Minnesota v. Chicago Actors

I’m from Chicago. Chicagoans are different than Minnesotans. Everyone is different than Minnesotans. OK, everyone is different than everyone, but I live in Minnesota now, so Minnesota is what I think about.

When you move to Minnesota, everyone warns you about the passive-aggressive thing. So, you nod and think that you’re prepared. But you’re not really prepared because all your life passive-aggressiveness has been the punch line of a joke on a sitcom. Someone who obviously has no life and incredibly bad taste in shirts, holding his or her hand up to the neck in some kind of clichéd gesture of vulnerability, expresses the opposite desire from what he or she really wants. On television, they usually do it in a high-pitched voice – as though shrillness makes it funnier.

Here, in Minnesota, in reality, however, otherwise normal people – people who wear nice suits and dresses, who look good and not crazy atall – Here in Minnesota, even these types of people won’t tell you what they’re really thinking. And they do it in clever ways that make it almost impossible to know that they aren’t telling you what they’re really thinking. Not only are Minnesotans passive-aggressive, they’ve got passive-aggressive skills. They’re good it. It’s really passive. It’s oddly aggressive. It works.

What does this have to do with my play? Bare with me: Chicago is the City of Big Shoulders. Chicago prides itself on its blue-collar, hard-working, straight-shooting, big, blunt citizens. Chicagoans aren’t exactly aggressive-aggressive as much as they are just, kind of, there. Raw. Decades of slaughterhouses and corrupt politics have nurtured a rough-around-the-edges, unpretentious, bloody, messy thereness.
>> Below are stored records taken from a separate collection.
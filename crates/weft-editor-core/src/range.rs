//! Boundary points and ranges over a [`Dom`].
//!
//! Offsets follow the browser convention: a char offset inside text nodes,
//! a child index inside anything else.

use std::cmp::Ordering;

use crate::dom::{Dom, NodeId};

/// A boundary point.
#[derive(Clone, Copy, Debug, PartialEq, Eq)]
pub struct DomPoint {
    pub node: NodeId,
    pub offset: usize,
}

impl DomPoint {
    pub fn new(node: NodeId, offset: usize) -> Self {
        Self { node, offset }
    }

    /// Point immediately before `node` in its parent.
    pub fn before(dom: &Dom, node: NodeId) -> Option<Self> {
        Some(Self::new(dom.parent(node)?, dom.index_of(node)?))
    }

    /// Point immediately after `node` in its parent.
    pub fn after(dom: &Dom, node: NodeId) -> Option<Self> {
        Some(Self::new(dom.parent(node)?, dom.index_of(node)? + 1))
    }

    /// Child-index path used to order points in document order.
    ///
    /// A point in a text node sorts as if it were a child position of that
    /// node, which keeps it after the point before the text node and before
    /// the point after it.
    fn boundary_path(&self, dom: &Dom) -> Vec<usize> {
        let mut path = dom.path(self.node);
        path.push(self.offset);
        path
    }

    pub fn cmp_in(&self, dom: &Dom, other: &DomPoint) -> Ordering {
        let a = self.boundary_path(dom);
        let b = other.boundary_path(dom);
        a.cmp(&b)
    }
}

/// A start/end pair of boundary points.
#[derive(Clone, Copy, Debug, PartialEq, Eq)]
pub struct DomRange {
    pub start: DomPoint,
    pub end: DomPoint,
}

impl DomRange {
    pub fn new(start: DomPoint, end: DomPoint) -> Self {
        Self { start, end }
    }

    pub fn collapsed_at(point: DomPoint) -> Self {
        Self::new(point, point)
    }

    pub fn is_collapsed(&self) -> bool {
        self.start == self.end
    }

    pub fn set_start(&mut self, node: NodeId, offset: usize) {
        self.start = DomPoint::new(node, offset);
    }

    pub fn set_end(&mut self, node: NodeId, offset: usize) {
        self.end = DomPoint::new(node, offset);
    }

    pub fn set_start_before(&mut self, dom: &Dom, node: NodeId) {
        if let Some(point) = DomPoint::before(dom, node) {
            self.start = point;
        }
    }

    pub fn set_start_after(&mut self, dom: &Dom, node: NodeId) {
        if let Some(point) = DomPoint::after(dom, node) {
            self.start = point;
        }
    }

    pub fn set_end_before(&mut self, dom: &Dom, node: NodeId) {
        if let Some(point) = DomPoint::before(dom, node) {
            self.end = point;
        }
    }

    pub fn set_end_after(&mut self, dom: &Dom, node: NodeId) {
        if let Some(point) = DomPoint::after(dom, node) {
            self.end = point;
        }
    }

    /// Collapse onto the start (`true`) or the end.
    pub fn collapse(&mut self, to_start: bool) {
        if to_start {
            self.end = self.start;
        } else {
            self.start = self.end;
        }
    }

    /// Range spanning exactly `node` within its parent.
    pub fn select_node(dom: &Dom, node: NodeId) -> Option<Self> {
        Some(Self::new(DomPoint::before(dom, node)?, DomPoint::after(dom, node)?))
    }

    /// Range spanning the contents of `node`.
    pub fn select_contents(dom: &Dom, node: NodeId) -> Self {
        Self::new(DomPoint::new(node, 0), DomPoint::new(node, dom.node_len(node)))
    }

    /// Deepest node containing both boundary points.
    pub fn common_ancestor(&self, dom: &Dom) -> Option<NodeId> {
        dom.closest(self.start.node, |node| dom.contains(node, self.end.node))
    }

    /// Whether `node` lies entirely between the boundary points.
    pub fn contains_node(&self, dom: &Dom, node: NodeId) -> bool {
        let (Some(before), Some(after)) = (DomPoint::before(dom, node), DomPoint::after(dom, node))
        else {
            return false;
        };
        self.start.cmp_in(dom, &before) != Ordering::Greater
            && after.cmp_in(dom, &self.end) != Ordering::Greater
    }

    /// Elements touched by the range: the elements holding a text boundary
    /// point and the top-most elements wholly inside, in document order.
    pub fn find_elements_in_simple_range(&self, dom: &Dom) -> Vec<NodeId> {
        let Some(ancestor) = self.common_ancestor(dom) else {
            return Vec::new();
        };
        let mut out = Vec::new();
        let push = |node: NodeId, out: &mut Vec<NodeId>| {
            if dom.is_element(node) && !out.contains(&node) {
                out.push(node);
            }
        };
        for point in [self.start, self.end] {
            if dom.is_text(point.node)
                && let Some(parent) = dom.parent(point.node)
            {
                push(parent, &mut out);
            }
        }
        for node in dom.descendants(ancestor) {
            let parent_inside = dom
                .parent(node)
                .is_some_and(|parent| self.contains_node(dom, parent));
            if !parent_inside && self.contains_node(dom, node) {
                push(node, &mut out);
            }
        }
        out.sort_by_key(|node| dom.path(*node));
        out
    }
}

#[cfg(test)]
mod tests {
    use super::*;

    fn setup(html: &str) -> (Dom, NodeId) {
        let mut dom = Dom::new();
        let root = dom.create_element("div");
        dom.append_child(dom.body(), root);
        dom.set_inner_html(root, html);
        (dom, root)
    }

    #[test]
    fn test_point_ordering() {
        let (dom, root) = setup("<p>ab</p><p>cd</p>");
        let first_text = dom.first_child(dom.children(root)[0]).unwrap();
        let second_text = dom.first_child(dom.children(root)[1]).unwrap();
        let a = DomPoint::new(first_text, 2);
        let b = DomPoint::new(second_text, 0);
        assert_eq!(a.cmp_in(&dom, &b), Ordering::Less);
        let before_first = DomPoint::new(root, 0);
        assert_eq!(before_first.cmp_in(&dom, &a), Ordering::Less);
        let after_first = DomPoint::new(root, 1);
        assert_eq!(a.cmp_in(&dom, &after_first), Ordering::Less);
    }

    #[test]
    fn test_select_node_and_collapse() {
        let (dom, root) = setup("<p>a</p><hr><p>b</p>");
        let hr = dom.children(root)[1];
        let mut range = DomRange::select_node(&dom, hr).unwrap();
        assert_eq!(range.start, DomPoint::new(root, 1));
        assert_eq!(range.end, DomPoint::new(root, 2));
        assert!(!range.is_collapsed());
        range.collapse(false);
        assert_eq!(range.start, DomPoint::new(root, 2));
        assert!(range.is_collapsed());
    }

    #[test]
    fn test_common_ancestor() {
        let (dom, root) = setup("<p><b>a</b><i>b</i></p>");
        let p = dom.first_child(root).unwrap();
        let a = dom.first_child(dom.children(p)[0]).unwrap();
        let b = dom.first_child(dom.children(p)[1]).unwrap();
        let range = DomRange::new(DomPoint::new(a, 0), DomPoint::new(b, 1));
        assert_eq!(range.common_ancestor(&dom), Some(p));
    }

    #[test]
    fn test_find_elements_in_simple_range() {
        let (dom, root) = setup("<p>a</p><p>b</p><p>c</p>");
        let [p1, p2, p3] = [dom.children(root)[0], dom.children(root)[1], dom.children(root)[2]];
        let a = dom.first_child(p1).unwrap();
        let c = dom.first_child(p3).unwrap();
        let range = DomRange::new(DomPoint::new(a, 0), DomPoint::new(c, 1));
        assert_eq!(range.find_elements_in_simple_range(&dom), vec![p1, p2, p3]);

        let collapsed = DomRange::collapsed_at(DomPoint::new(a, 1));
        assert_eq!(collapsed.find_elements_in_simple_range(&dom), vec![p1]);

        let whole = DomRange::select_node(&dom, p2).unwrap();
        assert_eq!(whole.find_elements_in_simple_range(&dom), vec![p2]);
    }
}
The character of each city can actually be experienced in the way that theaters do plays. When Steppenwolf Theater in Chicago did a production of Craig Wright’s Orange Flower Water, a play about adultery, there was screaming and shoving. When the Jungle Theater in the Twin Cities on Lyndale did it, well, there was less shouting. People in Minnesota shout less. In general, Minnesotans are more restrained, more stoic. They aren’t really precisely passive as much as stolid. Live theater reflects the community. Hence, the same play is entirely different in a different place.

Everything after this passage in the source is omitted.